The definition of "expulsion" is not contained within the record on appeal. The Bakers included the entirety of Crossroads' policies in their appendix to their brief, and those policies do provide a definition of "expulsion." However, "[t]he mere inclusion of documents in an appendix to a brief does not make them part of the record on appeal." Washington v. Gorden , 286 S.W.3d 824, 826 (Mo. App. E.D. 2009) (quoting State ex rel. Miss. Lime Co. v. Mo. Air Conservation Comm'n , 159 S.W.3d 376, 380 n.2 (Mo. App. W.D. 2004) ). We therefore cannot consider those portions of the policies that are not included in the legal file in reaching our decision. As alleged in the petition, Crossroads' policies define an out-of-school suspension as "the removal of a student from school (or school bus) for one to ten school days," and "[t]he Principal may impose an out-of-school suspension of up to ten school days." A long-term suspension is "the removal of a student from school (or school bus) for more than ten school days but not beyond the current school semester."

WHERFORE [sic] the petitioner / appellants request that the Court determine that the removal of the Baker children's rights to attend school is ultra vires, unconstitutional, unlawful, unreasonable, arbitrary, capricious, or otherwise involves an abuse of discretion, and further request all relief available under the review statute including the issuance of an order of stay, temporary restraining order, or injunction pursuant to 536.120 such that the Baker children will be permitted to attend Crossroads school under the religious exemption statements already provided to the school by the parents allowing those children to attend school without being vaccine injected.

On January 7, 2020, the Bakers filed an Emergency Motion for Temporary Restraining Order seeking an injunction ordering Crossroads to allow the Baker children to attend school unvaccinated. The circuit court denied the motion on February 13, 2020.

On February 6, 2020, Crossroads filed a Motion to Dismiss alleging the Petition failed to state a claim upon which relief could be granted. After substantial briefing by both parties, the circuit court entered its judgment on April 27, 2020, dismissing the Petition with prejudice holding that:

The right to a review of a school's decision under [section] 167.161 attaches only in the context of a dispute over a Missouri school's disciplinary suspension or expulsion of a student. The decision

to continue the enrollment of the Petitioner's children does not involve a disciplinary removal—it relates to eligibility to be enrolled in the school. There are no allegations that the Petitioners' children were suspended or expelled for a disciplinary reason. Petitioners thus have no right to seek a trial de novo reviewing Crossroads' enrollment decision, and their petition should be dismissed in its entirety.

This appeal timely followed.

Ancillary Litigation

In addition to the judgment of the circuit court, which is before us on appeal, the Bakers filed three additional lawsuits before the Petition was filed in the instant case. First, the Bakers filed a petition (" Baker I ") in the United States District Court for the Western District of Missouri ("District Court") naming Crossroads, the Missouri Attorney General, and the Director of the Missouri Department of Health and Senior Services as defendants. The Baker I petition raised both federal and state claims that the vaccination regulations are unconstitutional and sought a preliminary injunction and a permanent injunction ordering the Baker children to be re-enrolled at Crossroads. The District Court denied both the preliminary and permanent injunctions. W.B. by and through Baker v. Crossroads Acad.-Cent. St. , No. 4:19-cv-00682-HFS, 2019 WL 6257963 (W.D. Mo. Nov. 22, 2019). The District Court subsequently dismissed the claims pertaining to the State Defendants. W.B. by and through Baker v. Crossroads Acad.-Cent. St. , No. 4:19-CV-00682-HFS, 2020 WL 206718 (W.D. Mo. Jan. 10, 2020).

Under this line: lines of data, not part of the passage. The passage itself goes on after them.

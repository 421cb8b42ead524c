//! Source registry: routes configured indexes and funds to their adapters.
//!
//! The registry is the only [`HoldingsSource`] in production. It spaces
//! fetches with a [`RequestPacer`], retries a transient failure once, records
//! every attempt in [`FetchDiagnostics`] and folds errors into
//! [`FetchOutcome::Failed`].

use std::collections::BTreeSet;
use std::future::Future;
use std::sync::{Arc, Mutex, MutexGuard};
use std::time::Duration;

use async_trait::async_trait;
use holdwatch_core::config::{FundConfig, IndexConfig, IndexSource, MonitorConfig};
use holdwatch_core::fetch::{EntityKind, FetchOutcome, HoldingsSource};
use holdwatch_core::snapshot::Holdings;
use log::{error, info, warn};

use super::diagnostics::{AttemptResult, FetchDiagnostics};
use super::pacer::RequestPacer;
use crate::errors::SourceError;
use crate::funds::DisclosureFetcher;
use crate::http::build_client;
use crate::inbox::DisclosureInbox;
use crate::index::{InvescoProvider, NasdaqProvider, NseProvider, VanguardProvider};

/// First try plus one retry.
const MAX_ATTEMPTS: u32 = 2;

/// Size of a fetched fragment, for logs and diagnostics.
trait FragmentLen {
    fn fragment_len(&self) -> usize;
}

impl FragmentLen for BTreeSet<String> {
    fn fragment_len(&self) -> usize {
        self.len()
    }
}

impl FragmentLen for Holdings {
    fn fragment_len(&self) -> usize {
        self.len()
    }
}

pub struct SourceRegistry {
    nse: NseProvider,
    nasdaq: NasdaqProvider,
    vanguard: VanguardProvider,
    invesco: InvescoProvider,
    disclosures: DisclosureFetcher,
    pacer: RequestPacer,
    diagnostics: Mutex<FetchDiagnostics>,
}

impl SourceRegistry {
    /// Build every adapter around one shared HTTP client. `inbox` enables the
    /// email lookup for AMCs that mail their disclosures.
    pub fn new(config: &MonitorConfig, inbox: Option<Arc<dyn DisclosureInbox>>) -> Self {
        let client = build_client(Duration::from_secs(config.fetch.request_timeout_secs));
        let nasdaq = NasdaqProvider::new(client.clone());

        Self {
            nse: NseProvider::new(client.clone()),
            invesco: InvescoProvider::new(nasdaq.clone()),
            nasdaq,
            vanguard: VanguardProvider::new(client.clone()),
            disclosures: DisclosureFetcher::new(
                client,
                inbox,
                config.thresholds.min_holding_to_report,
            ),
            pacer: RequestPacer::new(Duration::from_secs(config.fetch.request_delay_secs)),
            diagnostics: Mutex::new(FetchDiagnostics::new()),
        }
    }

    /// Attempts recorded so far in this run.
    pub fn diagnostics(&self) -> FetchDiagnostics {
        self.lock_diagnostics().clone()
    }

    fn lock_diagnostics(&self) -> MutexGuard<'_, FetchDiagnostics> {
        self.diagnostics.lock().unwrap_or_else(|poisoned| {
            warn!("Fetch diagnostics mutex was poisoned, recovering");
            poisoned.into_inner()
        })
    }

    async fn index_constituents(&self, source: &IndexSource) -> Result<BTreeSet<String>, SourceError> {
        match source {
            IndexSource::NseApi { index_name } => self.nse.fetch(index_name).await,
            IndexSource::NasdaqOfficial { index_symbol } => {
                self.nasdaq.fetch(index_symbol.as_deref()).await
            }
            IndexSource::VanguardEtf { ticker } => self.vanguard.fetch(ticker).await,
            IndexSource::InvescoEtf { ticker } => self.invesco.fetch(ticker).await,
        }
    }

    /// Run `fetch` after the pacing interval, retrying once when the error
    /// is transient.
    async fn fetch_with_retry<T, F, Fut>(
        &self,
        kind: EntityKind,
        name: &str,
        source_key: &'static str,
        fetch: F,
    ) -> Result<T, SourceError>
    where
        T: FragmentLen,
        F: Fn() -> Fut,
        Fut: Future<Output = Result<T, SourceError>>,
    {
        let mut attempt = 1;
        loop {
            self.pacer.wait().await;
            tracing::debug!(source = source_key, attempt, "fetching {}", name);

            let result = fetch().await;
            let record = match &result {
                Ok(fragment) if fragment.fragment_len() == 0 => AttemptResult::Empty,
                Ok(fragment) => AttemptResult::Success {
                    count: fragment.fragment_len(),
                },
                Err(e) => AttemptResult::Error {
                    message: e.to_string(),
                    transient: e.is_transient(),
                },
            };
            self.lock_diagnostics()
                .record(kind, name, source_key, attempt, record);

            match result {
                Err(e) if e.is_transient() && attempt < MAX_ATTEMPTS => {
                    warn!("{} ({}): {}; retrying", name, source_key, e);
                    attempt += 1;
                }
                other => return other,
            }
        }
    }
}

#[async_trait]
impl HoldingsSource for SourceRegistry {
    async fn fetch_index(&self, index: &IndexConfig) -> FetchOutcome<BTreeSet<String>> {
        let source_key = index.source.source_key();
        info!("Fetching index {} ({})", index.name, source_key);

        match self
            .fetch_with_retry(EntityKind::Index, &index.name, source_key, || {
                self.index_constituents(&index.source)
            })
            .await
        {
            Ok(tickers) => FetchOutcome::from_constituents(tickers),
            Err(e) => {
                error!("Index {} ({}) failed: {}", index.name, source_key, e);
                FetchOutcome::failed(e.to_string())
            }
        }
    }

    async fn fetch_fund(&self, fund: &FundConfig) -> FetchOutcome<Holdings> {
        let source_key = fund.source.source_key();
        info!("Fetching fund {} ({})", fund.name, source_key);

        match self
            .fetch_with_retry(EntityKind::Fund, &fund.name, source_key, || {
                self.disclosures.fetch(&fund.source)
            })
            .await
        {
            Ok(holdings) => FetchOutcome::from_holdings(holdings),
            Err(e) => {
                error!("Fund {} ({}) failed: {}", fund.name, source_key, e);
                FetchOutcome::failed(e.to_string())
            }
        }
    }
}
//! Notification sink for the change report.

use async_trait::async_trait;
use log::debug;

use crate::errors::NotifyError;

/// Delivers a rendered report.
#[async_trait]
pub trait Notifier: Send + Sync {
    /// False for sinks that never deliver anything.
    fn is_enabled(&self) -> bool {
        true
    }

    /// Send one message. Errors are reported to the caller, which decides
    /// whether they matter.
    async fn send(&self, subject: &str, body: &str) -> Result<(), NotifyError>;
}

/// Notifier that drops every message. Used with `--no-email`.
#[derive(Debug, Clone, Copy, Default)]
pub struct NoOpNotifier;

#[async_trait]
impl Notifier for NoOpNotifier {
    fn is_enabled(&self) -> bool {
        false
    }

    async fn send(&self, subject: &str, _body: &str) -> Result<(), NotifyError> {
        debug!("Notification disabled, not sending '{}'", subject);
        Ok(())
    }
}
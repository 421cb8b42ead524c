//! Error types for the source adapters.
//!
//! Every adapter returns [`SourceError`]; the registry folds errors into a
//! failed fetch outcome so no single source can end a run.

use thiserror::Error;

/// Errors raised while fetching or parsing a source.
#[derive(Error, Debug)]
pub enum SourceError {
    /// The remote answered with a non-success status.
    #[error("HTTP {status} from {source_name} ({url})")]
    Http {
        source_name: String,
        status: u16,
        url: String,
    },

    /// The request did not complete in time.
    #[error("Timeout: {source_name}")]
    Timeout { source_name: String },

    /// A transport-level failure.
    #[error("Network error: {0}")]
    Network(reqwest::Error),

    /// The response did not have the expected structure.
    #[error("Parse error: {source_name} - {message}")]
    Parse {
        source_name: String,
        message: String,
    },

    /// Something the adapter needs was not present (link, sheet, columns).
    #[error("Not found: {source_name} - {message}")]
    NotFound {
        source_name: String,
        message: String,
    },

    /// The configured source cannot be fetched automatically.
    #[error("Unsupported: {0}")]
    Unsupported(String),

    /// The downloaded workbook could not be opened.
    #[error("Workbook error: {0}")]
    Workbook(String),

    /// Inbox search failed.
    #[error("Inbox error: {0}")]
    Inbox(String),
}

impl From<reqwest::Error> for SourceError {
    fn from(err: reqwest::Error) -> Self {
        if err.is_timeout() {
            let source_name = err
                .url()
                .and_then(|u| u.host_str())
                .unwrap_or("unknown")
                .to_string();
            SourceError::Timeout { source_name }
        } else {
            SourceError::Network(err)
        }
    }
}

impl SourceError {
    pub fn parse(source_name: &str, message: impl Into<String>) -> Self {
        SourceError::Parse {
            source_name: source_name.to_string(),
            message: message.into(),
        }
    }

    pub fn not_found(source_name: &str, message: impl Into<String>) -> Self {
        SourceError::NotFound {
            source_name: source_name.to_string(),
            message: message.into(),
        }
    }

    /// Whether trying again later in the same run might succeed.
    ///
    /// Timeouts, connection failures, rate limiting (429) and server errors
    /// (5xx) are transient. Structure drift and missing documents are not.
    pub fn is_transient(&self) -> bool {
        match self {
            Self::Timeout { .. } => true,
            Self::Http { status, .. } => *status == 429 || *status >= 500,
            Self::Network(err) => err.is_connect() || err.is_request(),
            Self::Parse { .. }
            | Self::NotFound { .. }
            | Self::Unsupported(_)
            | Self::Workbook(_)
            | Self::Inbox(_) => false,
        }
    }
}

#[cfg(test)]
mod tests {
    use super::*;

    fn http(status: u16) -> SourceError {
        SourceError::Http {
            source_name: "NSE".to_string(),
            status,
            url: "https://www.nseindia.com/api/equity-stockIndices".to_string(),
        }
    }

    #[test]
    fn test_transient_classification() {
        assert!(http(429).is_transient());
        assert!(http(503).is_transient());
        assert!(!http(403).is_transient());
        assert!(!http(404).is_transient());
        assert!(SourceError::Timeout {
            source_name: "VANGUARD".to_string()
        }
        .is_transient());
        assert!(!SourceError::parse("HDFC", "no % to NAV column").is_transient());
        assert!(!SourceError::Unsupported("manual download".to_string()).is_transient());
    }

    #[test]
    fn test_display() {
        assert_eq!(
            http(403).to_string(),
            "HTTP 403 from NSE (https://www.nseindia.com/api/equity-stockIndices)"
        );
        assert_eq!(
            SourceError::not_found("TATA", "sheet 'TTSF' not in workbook").to_string(),
            "Not found: TATA - sheet 'TTSF' not in workbook"
        );
    }
}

Second, the Bakers filed another petition (" Baker II ") in the Federal District Court that originally entered a temporary restraining order preventing Crossroads from disenrolling the Baker children, but the District Court subsequently dismissed the federal claims against Crossroads and lifted its previous restraining order. G.B. by and through Baker v. Crossroads Acad.-Cent. St. , No. 20-00003-CV-W-HFS, 2020 WL 996455 (W.D. Mo. March 2, 2020).

Although not contained in the record before us, and unnecessary for our determination of the issues before us, it appears the District Court transferred this matter to the circuit court for resolution of the remaining state claims.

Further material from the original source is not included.